Directions
The expected response is the entire set of entries, copied exactly.

Data section
Content starts

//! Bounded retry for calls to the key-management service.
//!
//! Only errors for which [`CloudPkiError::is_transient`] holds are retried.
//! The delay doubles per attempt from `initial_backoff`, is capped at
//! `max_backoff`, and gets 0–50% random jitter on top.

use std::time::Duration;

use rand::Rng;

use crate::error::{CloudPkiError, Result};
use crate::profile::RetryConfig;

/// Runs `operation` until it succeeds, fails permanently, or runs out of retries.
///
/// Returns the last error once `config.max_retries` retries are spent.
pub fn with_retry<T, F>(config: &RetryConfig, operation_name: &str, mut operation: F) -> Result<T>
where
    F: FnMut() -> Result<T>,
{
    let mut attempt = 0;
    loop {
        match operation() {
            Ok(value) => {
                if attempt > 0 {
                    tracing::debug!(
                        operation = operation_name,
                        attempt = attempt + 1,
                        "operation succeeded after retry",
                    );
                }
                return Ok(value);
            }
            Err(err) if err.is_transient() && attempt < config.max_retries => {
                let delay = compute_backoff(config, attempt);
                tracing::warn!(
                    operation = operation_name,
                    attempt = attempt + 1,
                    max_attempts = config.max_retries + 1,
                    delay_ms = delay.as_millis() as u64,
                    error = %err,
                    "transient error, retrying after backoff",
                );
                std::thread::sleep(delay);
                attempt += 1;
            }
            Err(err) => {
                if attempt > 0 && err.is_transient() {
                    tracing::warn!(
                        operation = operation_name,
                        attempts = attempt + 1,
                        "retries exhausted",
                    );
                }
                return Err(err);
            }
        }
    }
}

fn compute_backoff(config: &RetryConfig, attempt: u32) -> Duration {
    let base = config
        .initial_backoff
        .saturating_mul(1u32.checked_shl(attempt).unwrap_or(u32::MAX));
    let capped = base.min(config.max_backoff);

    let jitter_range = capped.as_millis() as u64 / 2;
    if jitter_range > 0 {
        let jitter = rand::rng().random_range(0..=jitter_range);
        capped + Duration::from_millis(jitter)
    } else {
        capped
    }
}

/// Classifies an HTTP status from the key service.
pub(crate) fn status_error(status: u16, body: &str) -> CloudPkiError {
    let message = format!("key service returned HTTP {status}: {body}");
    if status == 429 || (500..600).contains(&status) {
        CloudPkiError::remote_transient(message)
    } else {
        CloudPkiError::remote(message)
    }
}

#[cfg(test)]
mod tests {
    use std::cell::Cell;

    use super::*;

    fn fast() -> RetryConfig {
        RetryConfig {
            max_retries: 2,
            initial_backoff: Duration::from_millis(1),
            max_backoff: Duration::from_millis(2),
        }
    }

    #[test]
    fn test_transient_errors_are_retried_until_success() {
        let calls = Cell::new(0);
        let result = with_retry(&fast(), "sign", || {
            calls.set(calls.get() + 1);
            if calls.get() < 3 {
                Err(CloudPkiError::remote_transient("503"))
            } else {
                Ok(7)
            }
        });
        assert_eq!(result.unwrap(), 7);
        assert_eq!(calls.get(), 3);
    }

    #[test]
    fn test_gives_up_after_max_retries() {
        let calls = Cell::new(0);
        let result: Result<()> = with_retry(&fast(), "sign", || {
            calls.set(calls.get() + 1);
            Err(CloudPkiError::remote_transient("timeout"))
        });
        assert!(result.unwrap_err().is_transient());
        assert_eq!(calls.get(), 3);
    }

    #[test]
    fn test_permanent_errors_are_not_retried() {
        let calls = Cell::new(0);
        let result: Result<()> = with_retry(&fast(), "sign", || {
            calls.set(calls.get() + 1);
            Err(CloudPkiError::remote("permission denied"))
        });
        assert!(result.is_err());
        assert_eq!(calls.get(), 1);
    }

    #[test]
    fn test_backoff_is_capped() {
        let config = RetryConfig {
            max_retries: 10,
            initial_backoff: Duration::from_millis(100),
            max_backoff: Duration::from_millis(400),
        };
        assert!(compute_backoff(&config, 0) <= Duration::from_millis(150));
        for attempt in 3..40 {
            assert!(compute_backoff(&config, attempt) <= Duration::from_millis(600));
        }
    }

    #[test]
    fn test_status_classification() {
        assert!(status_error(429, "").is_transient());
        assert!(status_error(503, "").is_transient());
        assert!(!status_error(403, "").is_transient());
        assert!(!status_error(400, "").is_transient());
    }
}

Content ends

Solution to this exercise
//! Bounded retry for calls to the key-management service.
//!
//! Only errors for which [`CloudPkiError::is_transient`] holds are retried.
//! The delay doubles per attempt from `initial_backoff`, is capped at
//! `max_backoff`, and gets 0–50% random jitter on top.

use std::time::Duration;

use rand::Rng;

use crate::error::{CloudPkiError, Result};
use crate::profile::RetryConfig;

/// Runs `operation` until it succeeds, fails permanently, or runs out of retries.
///
/// Returns the last error once `config.max_retries` retries are spent.
pub fn with_retry<T, F>(config: &RetryConfig, operation_name: &str, mut operation: F) -> Result<T>
where
    F: FnMut() -> Result<T>,
{
    let mut attempt = 0;
    loop {
        match operation() {
            Ok(value) => {
                if attempt > 0 {
                    tracing::debug!(
                        operation = operation_name,
                        attempt = attempt + 1,
                        "operation succeeded after retry",
                    );
                }
                return Ok(value);
            }
            Err(err) if err.is_transient() && attempt < config.max_retries => {
                let delay = compute_backoff(config, attempt);
                tracing::warn!(
                    operation = operation_name,
                    attempt = attempt + 1,
                    max_attempts = config.max_retries + 1,
                    delay_ms = delay.as_millis() as u64,
                    error = %err,
                    "transient error, retrying after backoff",
                );
                std::thread::sleep(delay);
                attempt += 1;
            }
            Err(err) => {
                if attempt > 0 && err.is_transient() {
                    tracing::warn!(
                        operation = operation_name,
                        attempts = attempt + 1,
                        "retries exhausted",
                    );
                }
                return Err(err);
            }
        }
    }
}

fn compute_backoff(config: &RetryConfig, attempt: u32) -> Duration {
    let base = config
        .initial_backoff
        .saturating_mul(1u32.checked_shl(attempt).unwrap_or(u32::MAX));
    let capped = base.min(config.max_backoff);

    let jitter_range = capped.as_millis() as u64 / 2;
    if jitter_range > 0 {
        let jitter = rand::rng().random_range(0..=jitter_range);
        capped + Duration::from_millis(jitter)
    } else {
        capped
    }
}

/// Classifies an HTTP status from the key service.
pub(crate) fn status_error(status: u16, body: &str) -> CloudPkiError {
    let message = format!("key service returned HTTP {status}: {body}");
    if status == 429 || (500..600).contains(&status) {
        CloudPkiError::remote_transient(message)
    } else {
        CloudPkiError::remote(message)
    }
}

#[cfg(test)]
mod tests {
    use std::cell::Cell;

    use super::*;

    fn fast() -> RetryConfig {
        RetryConfig {
            max_retries: 2,
            initial_backoff: Duration::from_millis(1),
            max_backoff: Duration::from_millis(2),
        }
    }

    #[test]
    fn test_transient_errors_are_retried_until_success() {
        let calls = Cell::new(0);
        let result = with_retry(&fast(), "sign", || {
            calls.set(calls.get() + 1);
            if calls.get() < 3 {
                Err(CloudPkiError::remote_transient("503"))
            } else {
                Ok(7)
            }
        });
        assert_eq!(result.unwrap(), 7);
        assert_eq!(calls.get(), 3);
    }

    #[test]
    fn test_gives_up_after_max_retries() {
        let calls = Cell::new(0);
        let result: Result<()> = with_retry(&fast(), "sign", || {
            calls.set(calls.get() + 1);
            Err(CloudPkiError::remote_transient("timeout"))
        });
        assert!(result.unwrap_err().is_transient());
        assert_eq!(calls.get(), 3);
    }

    #[test]
    fn test_permanent_errors_are_not_retried() {
        let calls = Cell::new(0);
        let result: Result<()> = with_retry(&fast(), "sign", || {
            calls.set(calls.get() + 1);
            Err(CloudPkiError::remote("permission denied"))
        });
        assert!(result.is_err());
        assert_eq!(calls.get(), 1);
    }

    #[test]
    fn test_backoff_is_capped() {
        let config = RetryConfig {
            max_retries: 10,
            initial_backoff: Duration::from_millis(100),
            max_backoff: Duration::from_millis(400),
        };
        assert!(compute_backoff(&config, 0) <= Duration::from_millis(150));
        for attempt in 3..40 {
            assert!(compute_backoff(&config, attempt) <= Duration::from_millis(600));
        }
    }

    #[test]
    fn test_status_classification() {
        assert!(status_error(429, "").is_transient());
        assert!(status_error(503, "").is_transient());
        assert!(!status_error(403, "").is_transient());
        assert!(!status_error(400, "").is_transient());
    }
}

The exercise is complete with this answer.